I fully intended to post a recipe today, but couldn’t bring myself to do it. I have to write this.
My faithful, loving, sweet pup of 15 years passed away a few days ago. Although it’s sad, it was her time. She had congestive heart failure and had been having seizures until she finally couldn’t take it anymore.
I distinctly remember my parents taking me to pick her out when I was 7 years old. I immediately chose her from the litter: the runt with no tail. I loved her from the minute I set my little eyes on her. I named her “Sunny” because my favorite drink at the time was Sunny Delight, obviously a valid reason to name your puppy at 7 years old. My mom started calling her Sunny Double-D because that’s what she was, not just a delight, but a double delight (and also because my mom is corny).
Sunny really was a great, loyal dog. She loved carrying sticks that were too big for her little body, sitting by me at breakfast, lunch, and dinner, barking at every single possible intruder, following our cats around and nudging them until they groomed her, chasing squirrels, sleeping on pillows, going on short walks, playing with our kitties, getting everyone wet after a bath, barking at ridiculous things like lamps, pianos, and doors, greeting me every time I came home (even if I’d only been gone 10 minutes), eating my table scraps, making sure I pet her before I pet my cats, being outside, etc. I know that I’ll never have a dog like her and I’ll miss her forever.

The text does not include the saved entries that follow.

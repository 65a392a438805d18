//! Component extraction.
//!
//! A group tagged with `$class` (or `$component: true`) describes a CSS
//! component:
//!
//! ```json
//! "button": {
//!   "$class": "btn",
//!   "padding": ["{spacing.2}", "{spacing.4}"],
//!   "&:hover": { "background": "{color.primary-hover}" },
//!   "variants": { "primary": { "background": "{color.primary}" } },
//!   "sizes": { "sm": { "$class": "btn-small", "fontSize": "0.875rem" } },
//!   "states": { "&:disabled": { "opacity": 0.5 } },
//!   "@container (min-width: 400px)": { "padding": "2rem" }
//! }
//! ```
//!
//! Raw children become declarations of the base rule. Children keyed with
//! `&` or `:` are pseudo-selector rules promoted next to the rule that owns
//! them; they never appear as declarations. Values are kept unresolved; the
//! emitter rewrites aliases to `var()` references.

use std::collections::BTreeMap;

use crate::dictionary::{join_path, Dictionary, Group, Node};
use crate::value::Value;

const VARIANTS: &str = "variants";
const SIZES: &str = "sizes";
const STATES: &str = "states";
const CONTAINER_PREFIX: &str = "@container";

/// One CSS rule: selector plus declarations keyed by kebab-case property.
#[derive(Debug, Clone, PartialEq)]
pub struct Rule {
    pub selector: String,
    pub declarations: BTreeMap<String, Value>,
}

impl Rule {
    pub fn is_empty(&self) -> bool {
        self.declarations.is_empty()
    }
}

/// A variant or size: its own class, main rule first, then its states.
#[derive(Debug, Clone, PartialEq)]
pub struct ComponentPart {
    pub name: String,
    pub class: String,
    pub rules: Vec<Rule>,
}

#[derive(Debug, Clone, PartialEq)]
pub struct ComponentDefinition {
    /// Dotted path of the defining group.
    pub path: String,
    pub class: String,
    pub description: Option<String>,
    pub contains: Vec<String>,
    pub requires: Vec<String>,
    /// Base rule followed by its promoted pseudo-selector rules.
    pub base: Vec<Rule>,
    pub variants: Vec<ComponentPart>,
    pub sizes: Vec<ComponentPart>,
    pub states: Vec<Rule>,
}

impl ComponentDefinition {
    /// Last path segment.
    pub fn name(&self) -> &str {
        self.path.rsplit('.').next().unwrap_or(&self.path)
    }

    /// Base class followed by every variant and size class.
    pub fn classes(&self) -> Vec<&str> {
        let mut classes = vec![self.class.as_str()];
        classes.extend(self.variants.iter().map(|v| v.class.as_str()));
        classes.extend(self.sizes.iter().map(|s| s.class.as_str()));
        classes
    }

    /// Every rule in emission order.
    pub fn rules(&self) -> impl Iterator<Item = &Rule> {
        self.base
            .iter()
            .chain(self.variants.iter().flat_map(|v| v.rules.iter()))
            .chain(self.sizes.iter().flat_map(|s| s.rules.iter()))
            .chain(self.states.iter())
    }
}

/// Rules that apply under a container query.
#[derive(Debug, Clone, PartialEq)]
pub struct ContainerOverride {
    pub query: String,
    /// Path of the component the rules came from.
    pub component: String,
    pub rules: Vec<Rule>,
}

/// Components and container overrides found in `dict`, ordered by path.
pub fn extract_components(dict: &Dictionary) -> (Vec<ComponentDefinition>, Vec<ContainerOverride>) {
    let mut components = Vec::new();
    let mut containers = Vec::new();
    scan(dict.root(), "", &mut components, &mut containers);
    components.sort_by(|a, b| a.path.cmp(&b.path));
    tracing::debug!(
        components = components.len(),
        containers = containers.len(),
        "extracted components"
    );
    (components, containers)
}

fn scan(
    group: &Group,
    prefix: &str,
    components: &mut Vec<ComponentDefinition>,
    containers: &mut Vec<ContainerOverride>,
) {
    for (key, node) in &group.children {
        let Node::Group(child) = node else {
            continue;
        };
        let path = join_path(prefix, key);
        if child.is_component() {
            let (component, overrides) = extract_one(&path, key, child);
            components.push(component);
            containers.extend(overrides);
        }
        scan(child, &path, components, containers);
    }
}

fn extract_one(path: &str, key: &str, group: &Group) -> (ComponentDefinition, Vec<ContainerOverride>) {
    let class = group
        .meta("$class")
        .and_then(Value::as_str)
        .unwrap_or(key)
        .trim_start_matches('.')
        .to_string();
    let selector = format!(".{}", class);
    let mut containers = ContainerSink {
        component: path,
        out: Vec::new(),
    };

    let base = rules_for(&selector, group, &mut containers);

    let variants = parts(group.get(VARIANTS), &class, &mut containers);
    let sizes = parts(group.get(SIZES), &class, &mut containers);

    let mut states = Vec::new();
    if let Some(Node::Group(state_group)) = group.get(STATES) {
        for (state_key, node) in &state_group.children {
            if let Node::Group(state) = node {
                let state_selector = compose_selector(&selector, state_key);
                let rules = rules_for(&state_selector, state, &mut containers);
                match container_query(state) {
                    Some(query) => containers.push(query, rules),
                    None => states.extend(rules),
                }
            }
        }
    }

    for (child_key, node) in &group.children {
        if let (Some(query), Node::Group(child)) = (container_key(child_key), node) {
            let rules = rules_for(&selector, child, &mut containers);
            containers.push(query.to_string(), rules);
        }
    }

    let component = ComponentDefinition {
        path: path.to_string(),
        class,
        description: group
            .meta("$description")
            .and_then(Value::as_str)
            .map(str::to_string),
        contains: string_list(group.meta("$contains")),
        requires: string_list(group.meta("$requires")),
        base,
        variants,
        sizes,
        states,
    };
    (component, containers.out)
}

struct ContainerSink<'a> {
    component: &'a str,
    out: Vec<ContainerOverride>,
}

impl ContainerSink<'_> {
    fn push(&mut self, query: String, rules: Vec<Rule>) {
        let rules: Vec<Rule> = rules.into_iter().filter(|r| !r.is_empty()).collect();
        if rules.is_empty() {
            return;
        }
        self.out.push(ContainerOverride {
            query,
            component: self.component.to_string(),
            rules,
        });
    }
}

/// Variants or sizes, alphabetical.
fn parts(node: Option<&Node>, base_class: &str, containers: &mut ContainerSink<'_>) -> Vec<ComponentPart> {
    let Some(Node::Group(group)) = node else {
        return Vec::new();
    };
    let mut out = Vec::new();
    for (name, node) in &group.children {
        let Node::Group(part) = node else {
            continue;
        };
        let class = part
            .meta("$class")
            .and_then(Value::as_str)
            .map(|c| c.trim_start_matches('.').to_string())
            .unwrap_or_else(|| format!("{}-{}", base_class, name));
        let selector = format!(".{}", class);

        let mut rules = rules_for(&selector, part, containers);
        if let Some(Node::Group(state_group)) = part.get(STATES) {
            for (state_key, node) in &state_group.children {
                if let Node::Group(state) = node {
                    rules.extend(rules_for(&compose_selector(&selector, state_key), state, containers));
                }
            }
        }

        match container_query(part) {
            Some(query) => {
                containers.push(query, rules);
                out.push(ComponentPart {
                    name: name.clone(),
                    class,
                    rules: Vec::new(),
                });
            }
            None => out.push(ComponentPart {
                name: name.clone(),
                class,
                rules,
            }),
        }
    }
    out
}

/// The rule for `group`'s own declarations followed by promoted
/// pseudo-selector rules, recursively.
fn rules_for(selector: &str, group: &Group, containers: &mut ContainerSink<'_>) -> Vec<Rule> {
    let mut declarations = BTreeMap::new();
    let mut promoted = Vec::new();

    for (key, node) in &group.children {
        if matches!(key.as_str(), VARIANTS | SIZES | STATES) || container_key(key).is_some() {
            continue;
        }
        match node {
            Node::Literal(value) => {
                declarations.insert(kebab_case(key), value.clone());
            }
            Node::Token(token) => {
                declarations.insert(kebab_case(key), token.value.clone());
            }
            Node::Group(child) if is_pseudo_key(key) => {
                let nested = compose_selector(selector, key);
                let rules = rules_for(&nested, child, containers);
                match container_query(child) {
                    Some(query) => containers.push(query, rules),
                    None => promoted.extend(rules),
                }
            }
            Node::Group(child) if child.is_component() => {}
            Node::Group(_) => {
                tracing::debug!(selector, key = %key, "ignoring nested group in component");
            }
        }
    }

    let mut rules = vec![Rule {
        selector: selector.to_string(),
        declarations,
    }];
    rules.extend(promoted);
    rules
}

fn is_pseudo_key(key: &str) -> bool {
    key.starts_with('&') || key.starts_with(':')
}

/// `@container (min-width: 400px)` -> `(min-width: 400px)`.
fn container_key(key: &str) -> Option<&str> {
    key.strip_prefix(CONTAINER_PREFIX)
        .map(str::trim)
        .filter(|query| !query.is_empty())
}

fn container_query(group: &Group) -> Option<String> {
    group
        .meta("$container")
        .and_then(Value::as_str)
        .map(|q| q.trim().to_string())
        .filter(|q| !q.is_empty())
}

/// `&` is replaced by the owner, `:` is appended, anything else nests as a
/// descendant.
pub fn compose_selector(owner: &str, key: &str) -> String {
    if key.contains('&') {
        key.replace('&', owner)
    } else if key.starts_with(':') {
        format!("{}{}", owner, key)
    } else {
        format!("{} {}", owner, key)
    }
}

/// `fontSize` -> `font-size`. Already-kebab names pass through.
pub fn kebab_case(name: &str) -> String {
    let mut out = String::with_capacity(name.len() + 4);
    for (i, ch) in name.chars().enumerate() {
        if ch.is_ascii_uppercase() {
            if i > 0 {
                out.push('-');
            }
            out.push(ch.to_ascii_lowercase());
        } else {
            out.push(ch);
        }
    }
    out
}

fn string_list(value: Option<&Value>) -> Vec<String> {
    match value {
        Some(Value::String(s)) => vec![s.clone()],
        Some(Value::List(items)) => items
            .iter()
            .filter_map(Value::as_str)
            .map(str::to_string)
            .collect(),
        _ => Vec::new(),
    }
}

#[cfg(test)]
mod tests {
    use super::*;
    use serde_json::json;

    fn extract(json: serde_json::Value) -> (Vec<ComponentDefinition>, Vec<ContainerOverride>) {
        extract_components(&Dictionary::from_json(&json, None).unwrap())
    }

    fn selectors(component: &ComponentDefinition) -> Vec<&str> {
        component.rules().map(|r| r.selector.as_str()).collect()
    }

    // =========================================================================
    // Helpers
    // =========================================================================

    #[test]
    fn test_compose_selector() {
        assert_eq!(compose_selector(".btn", "&:hover"), ".btn:hover");
        assert_eq!(compose_selector(".btn", ":focus-visible"), ".btn:focus-visible");
        assert_eq!(compose_selector(".btn", ".icon"), ".btn .icon");
        assert_eq!(compose_selector(".btn", "&.is-active"), ".btn.is-active");
    }

    #[test]
    fn test_kebab_case() {
        assert_eq!(kebab_case("fontSize"), "font-size");
        assert_eq!(kebab_case("borderTopLeftRadius"), "border-top-left-radius");
        assert_eq!(kebab_case("padding-inline"), "padding-inline");
    }

    // =========================================================================
    // Extraction
    // =========================================================================

    #[test]
    fn test_base_rule_and_promoted_pseudo_selectors() {
        let (components, _) = extract(json!({
            "button": {
                "$class": "btn",
                "$description": "Clickable",
                "padding": ["1rem", "2rem"],
                "fontSize": "1rem",
                "&:hover": {"background": "{color.hover}", ":focus": {"outline": "none"}}
            }
        }));
        assert_eq!(components.len(), 1);
        let button = &components[0];
        assert_eq!(button.class, "btn");
        assert_eq!(button.description.as_deref(), Some("Clickable"));
        assert_eq!(selectors(button), vec![".btn", ".btn:hover", ".btn:hover:focus"]);

        let base = &button.base[0];
        assert_eq!(base.declarations.keys().collect::<Vec<_>>(), vec!["font-size", "padding"]);
        assert!(!base.declarations.contains_key("&:hover"));
    }

    #[test]
    fn test_variants_sizes_and_states() {
        let (components, _) = extract(json!({
            "button": {
                "$class": "btn",
                "variants": {
                    "secondary": {"color": "gray"},
                    "primary": {"color": "blue", "states": {":hover": {"color": "navy"}}}
                },
                "sizes": {"sm": {"$class": "btn-small", "padding": "0.5rem"}},
                "states": {"&:disabled": {"opacity": 0.5}, ".icon": {"margin": 0}}
            }
        }));
        let button = &components[0];
        assert_eq!(
            selectors(button),
            vec![
                ".btn",
                ".btn-primary",
                ".btn-primary:hover",
                ".btn-secondary",
                ".btn-small",
                ".btn:disabled",
                ".btn .icon",
            ]
        );
        assert_eq!(button.classes(), vec!["btn", "btn-primary", "btn-secondary", "btn-small"]);
    }

    #[test]
    fn test_component_marker_defaults_class_to_key() {
        let (components, _) = extract(json!({
            "ui": {"card": {"$component": true, "$contains": ["button"], "$requires": "focus-ring"}}
        }));
        assert_eq!(components[0].class, "card");
        assert_eq!(components[0].path, "ui.card");
        assert_eq!(components[0].name(), "card");
        assert_eq!(components[0].contains, vec!["button"]);
        assert_eq!(components[0].requires, vec!["focus-ring"]);
    }

    #[test]
    fn test_container_overrides() {
        let (components, containers) = extract(json!({
            "card": {
                "$class": "card",
                "padding": "1rem",
                "@container (min-width: 400px)": {"padding": "2rem"},
                "variants": {"wide": {"$container": "(min-width: 800px)", "gap": "2rem"}}
            }
        }));
        assert_eq!(containers.len(), 2);
        assert_eq!(containers[0].query, "(min-width: 800px)");
        assert_eq!(containers[0].rules[0].selector, ".card-wide");
        assert_eq!(containers[1].query, "(min-width: 400px)");
        assert_eq!(containers[1].rules[0].selector, ".card");
        assert_eq!(selectors(&components[0]), vec![".card"]);
    }

    #[test]
    fn test_groups_without_marker_are_not_components() {
        let (components, _) = extract(json!({"color": {"red": {"$value": "#f00"}}}));
        assert!(components.is_empty());
    }
}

It’s been a really hard thing to deal with. It’s incredibly painful to lose a pet. You don’t realize how much your pets mean to you until they aren’t there anymore. At first, I didn’t know how to deal with it and I spent the entire day crying. I couldn’t stop and it felt like I never would. I couldn’t eat in the same spot I usually ate because she always sat next to me. I couldn’t take a shower because I had planned on giving her a bath in the next couple of days. I couldn’t walk around the house because she was supposed to be there. So, I let myself cry. I cried, I looked at pictures of her, and I wrote in my journal. I didn’t automatically feel better, but I have felt progressively better over the past few days and I know it will only continue to get easier. But I do know that that first day, it was really hard to have any perspective or hope, and that’s okay. It really is okay to cry until you can’t cry anymore because that’s when you’ll gain some perspective, after you’ve allowed yourself to grieve.
I had a vivid dream a couple of nights ago that Sunny came to visit me and she was so happy. It was strange because in the dream, I knew that she had passed away and I was trying to tell everyone around me that she was standing right there, but I was the only one who could see her. I woke up wanting to go back to sleep just to see her again, but feeling at ease because she had been so happy. I wondered about the significance of the dream until today when I started a new book (which by the way, had been on hold for the past 2 months and was impossible to get my hands on. I was excited and shocked when I saw that it was available). The first chapter read, “If you have a visitation dream from a loved one who has passed, it means that they want you to know they’re happy.”
Have you ever lost a pet? How did you deal with it?